If you are a network geek like me you may have been reading a lot lately about IPv6 and how it is different from IPv4. From a security perspective, one of things stated as being a benefit of IPv6 is the mind boggling size of a subnet to the extend that most network engineers will state that we need never subnet again. I would have to agree! But from the other side of the security coin, how does one scan an IPv6 subnet as a result? I'm not thinking about hacking but perhaps about performing your own security scanning with a tool like OpenVAS.
Lets have a think about how we might achieve this. First, a lesson in IPv6 for the uninitiated. IPv6 addresses are 128 bits long, I'm sure you've all read that somewhere. What that represents in raw numbers is huge. What is more useful is how that 128 bits are broken up. As an end user, you will probably recieve either a /48 or smaller allocation. Consumers will perhaps only recieve a /56 or perhaps even a /64.
The important thing to know is that even though the ISP may well leave you 80 bits to play with the done thing is to allocate the last 64 bits as the interface identifier. Most posts I've seen have simply taken those 64 bits as a given (i.e. a very large number of possibilities) and ignore the scanning possibilities.
I think there are a few things to note about the structure of the 64 bits. Firstly, engineers are free to allocate these bits how they see fit and of course if these bits are allocated at random then yes it will be a near impossible task to scan an IPv6 subnet.
But if the engineer uses EUI-64 to fill out the 64 bits then we know a bit more about the structure of these bits. Put simply, EUI-64 states that you break apart the MAC address and place the bit pattern FFFE in between. You also flip the 7th bit in the 2nd hex digit but hey whose counting?
So we have reduced the 64 bits down to say 48 bits. Still a lot of bits but perhaps we can get a bit closer. The first half of a MAC address identifies the vendor of the NIC. We can make a smart guess about the NIC vendor, say pick a list of 1024 vendor IDs or perhaps 256 and we can reduce the 48 bits down to 32 bits to scan. You may even be able to use information about what portion of the lower 24 bits has been allocated by various vendors to narrow down that part of the search also.
Also worth considering is for those engineers who choose to allocate the 64 bits manually, many will use relatively small numbers for this purpose. The first 64 bits already uniquely identifies the subnet so there's no need for a large number.
So perhaps you would try a sequential scan of the lower bits, say 8 or 10 bits scanning from 1 to 1000. Then try for random numbers within sensable ranges for the vendor IDs you are using.
Now I'm not forgetting the first 64 bit but I wouldn't suggest using scanning to find the content of these bits. It isn't that hard to find allocations of IPv6 that have been given out but the best you will get is the first 48 bits.

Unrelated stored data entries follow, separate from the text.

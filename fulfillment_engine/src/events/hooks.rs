use std::{future::Future, pin::Pin, sync::Arc};

use log::*;
use tokio::task::JoinHandle;

use crate::events::{EventHandler, EventProducer, FulfillmentEvent, Handler};

/// The publishing side. Cheap to clone; every engine API holds a copy.
#[derive(Default, Clone)]
pub struct EventProducers {
    producers: Vec<EventProducer<FulfillmentEvent>>,
}

impl EventProducers {
    /// Hands the event to every subscribed hook.
    pub async fn publish(&self, event: FulfillmentEvent) {
        if self.producers.is_empty() {
            trace!("📬️ No event hooks registered. Event dropped.");
            return;
        }
        for producer in &self.producers {
            producer.publish_event(event.clone()).await;
        }
    }

    pub fn is_empty(&self) -> bool {
        self.producers.is_empty()
    }
}

pub struct EventHandlers {
    handlers: Vec<EventHandler<FulfillmentEvent>>,
}

impl EventHandlers {
    pub fn new(buffer_size: usize, hooks: EventHooks) -> Self {
        let handlers = hooks.hooks.into_iter().map(|f| EventHandler::new(buffer_size, f)).collect();
        Self { handlers }
    }

    pub fn producers(&self) -> EventProducers {
        let producers = self.handlers.iter().map(|h| h.subscribe()).collect();
        EventProducers { producers }
    }

    /// Spawns every handler. Each task finishes once all producers are dropped and its in-flight jobs are done.
    pub fn start_handlers(self) -> Vec<JoinHandle<()>> {
        debug!("📬️ Starting {} event handlers", self.handlers.len());
        self.handlers.into_iter().map(|handler| tokio::spawn(handler.start_handler())).collect()
    }
}

#[derive(Default, Clone)]
pub struct EventHooks {
    hooks: Vec<Handler<FulfillmentEvent>>,
}

impl EventHooks {
    pub fn on_event<F>(&mut self, f: F) -> &mut Self
    where F: (Fn(FulfillmentEvent) -> Pin<Box<dyn Future<Output = ()> + Send>>) + Send + Sync + 'static {
        self.hooks.push(Arc::new(f));
        self
    }

    pub fn add_handler(&mut self, handler: Handler<FulfillmentEvent>) -> &mut Self {
        self.hooks.push(handler);
        self
    }

    pub fn len(&self) -> usize {
        self.hooks.len()
    }

    pub fn is_empty(&self) -> bool {
        self.hooks.is_empty()
    }
}
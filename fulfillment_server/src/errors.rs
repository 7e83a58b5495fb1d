use actix_web::{
    error::ResponseError,
    http::{header::ContentType, StatusCode},
    HttpResponse,
};
use fulfillment_engine::FulfillmentError;
use log::error;
use thiserror::Error;

#[derive(Debug, Error)]
pub enum ServerError {
    #[error("The server could not start. {0}")]
    InitializeError(String),
    #[error("The fulfillment backend failed. {0}")]
    BackendError(String),
    #[error("Invalid request: {0}")]
    InvalidRequestBody(String),
    #[error("Invalid path parameter: {0}")]
    InvalidRequestPath(String),
    #[error("I/O failure. {0}")]
    IOError(#[from] std::io::Error),
    #[error("The server stopped unexpectedly. {0}")]
    Unspecified(String),
    #[error("Not authorized. {0}")]
    AuthenticationError(String),
    #[error("Not found. {0}")]
    NoRecordFound(String),
    #[error("The request conflicts with the current state. {0}")]
    Conflict(String),
}

impl ResponseError for ServerError {
    fn status_code(&self) -> StatusCode {
        match self {
            Self::InvalidRequestBody(_) => StatusCode::BAD_REQUEST,
            Self::InvalidRequestPath(_) => StatusCode::BAD_REQUEST,
            Self::AuthenticationError(_) => StatusCode::UNAUTHORIZED,
            Self::NoRecordFound(_) => StatusCode::NOT_FOUND,
            Self::Conflict(_) => StatusCode::CONFLICT,
            Self::InitializeError(_) => StatusCode::INTERNAL_SERVER_ERROR,
            Self::BackendError(_) => StatusCode::INTERNAL_SERVER_ERROR,
            Self::IOError(_) => StatusCode::INTERNAL_SERVER_ERROR,
            Self::Unspecified(_) => StatusCode::INTERNAL_SERVER_ERROR,
        }
    }

    fn error_response(&self) -> HttpResponse {
        HttpResponse::build(self.status_code())
            .insert_header(ContentType::json())
            .body(serde_json::json!({ "error": self.to_string() }).to_string())
    }
}

impl From<FulfillmentError> for ServerError {
    fn from(e: FulfillmentError) -> Self {
        match e {
            FulfillmentError::DatabaseError(s) => {
                error!("💻️ Database error: {s}");
                Self::BackendError(format!("Database error: {s}"))
            },
            FulfillmentError::OrderNotFound(_) |
            FulfillmentError::ProductNotFound(_) |
            FulfillmentError::NotificationNotFound(_) => Self::NoRecordFound(e.to_string()),
            FulfillmentError::TransitionNoOp(_) |
            FulfillmentError::TransitionForbidden { .. } |
            FulfillmentError::ConcurrentModification(_) |
            FulfillmentError::DuplicateOrder(_) => Self::Conflict(e.to_string()),
            FulfillmentError::InvalidQuantity(_) | FulfillmentError::InvalidOrder(_) => {
                Self::InvalidRequestBody(e.to_string())
            },
        }
    }
}
use thiserror::Error;

#[derive(Debug, Error)]
pub enum SqliteDatabaseError {
    #[error("Database connection error: {0}")]
    DriverError(#[from] sqlx::Error),
    #[error("Database migration error: {0}")]
    MigrationError(#[from] sqlx::migrate::MigrateError),
    #[error("Database query error: {0}")]
    QueryError(String),
    #[error("Product not found: {0}")]
    ProductNotFound(i64),
    #[error("Order {0} vanished during the transaction")]
    OrderVanished(String),
    #[error("An order with payment reference {0} already exists")]
    DuplicateOrder(String),
}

Alternatively, there are many ways to collect this information. A fake website sent in a spam email could get people to deliver traffic to you which would expose lots of useful information. Mostly this technique would be useful for internet facing systems. Internal systems would be heavily protected by firewalls even without NAT.
So what do we have? If we can find the /48 allocation, then we have the 16 bits that make up the subnet number, plus say 32 bits of scanning for the lower 32 bits. How long will it take to scan a single /48 using this optimising methods?
We have a total of 48 bits to scan which makes for a large number. If we scan 1024 addresses every second then it will still take over 8700 years to do a single IPv6 subnet. This is a long time in anyone's reckoning but certainly a lot shorter than you might see in the media.
I think others could do a better job than I have but it would still be a large task. Perhaps you're doing this internally and you don't mind whacking your network then you could get this down, Gigabit networks can do many more packets per second. Perhaps you could have better guesses for the subnet number?
I think its still in the realm of impractical but if you were sufficiently motivated perhaps you might find a way to scan.
This of course is to scan a single IPv6 subnet!
I would imagine that perhaps in the IPv6 future, we will see slow persistent scanning develop for those that have the time. IPv6 scanning won't be for the casual players.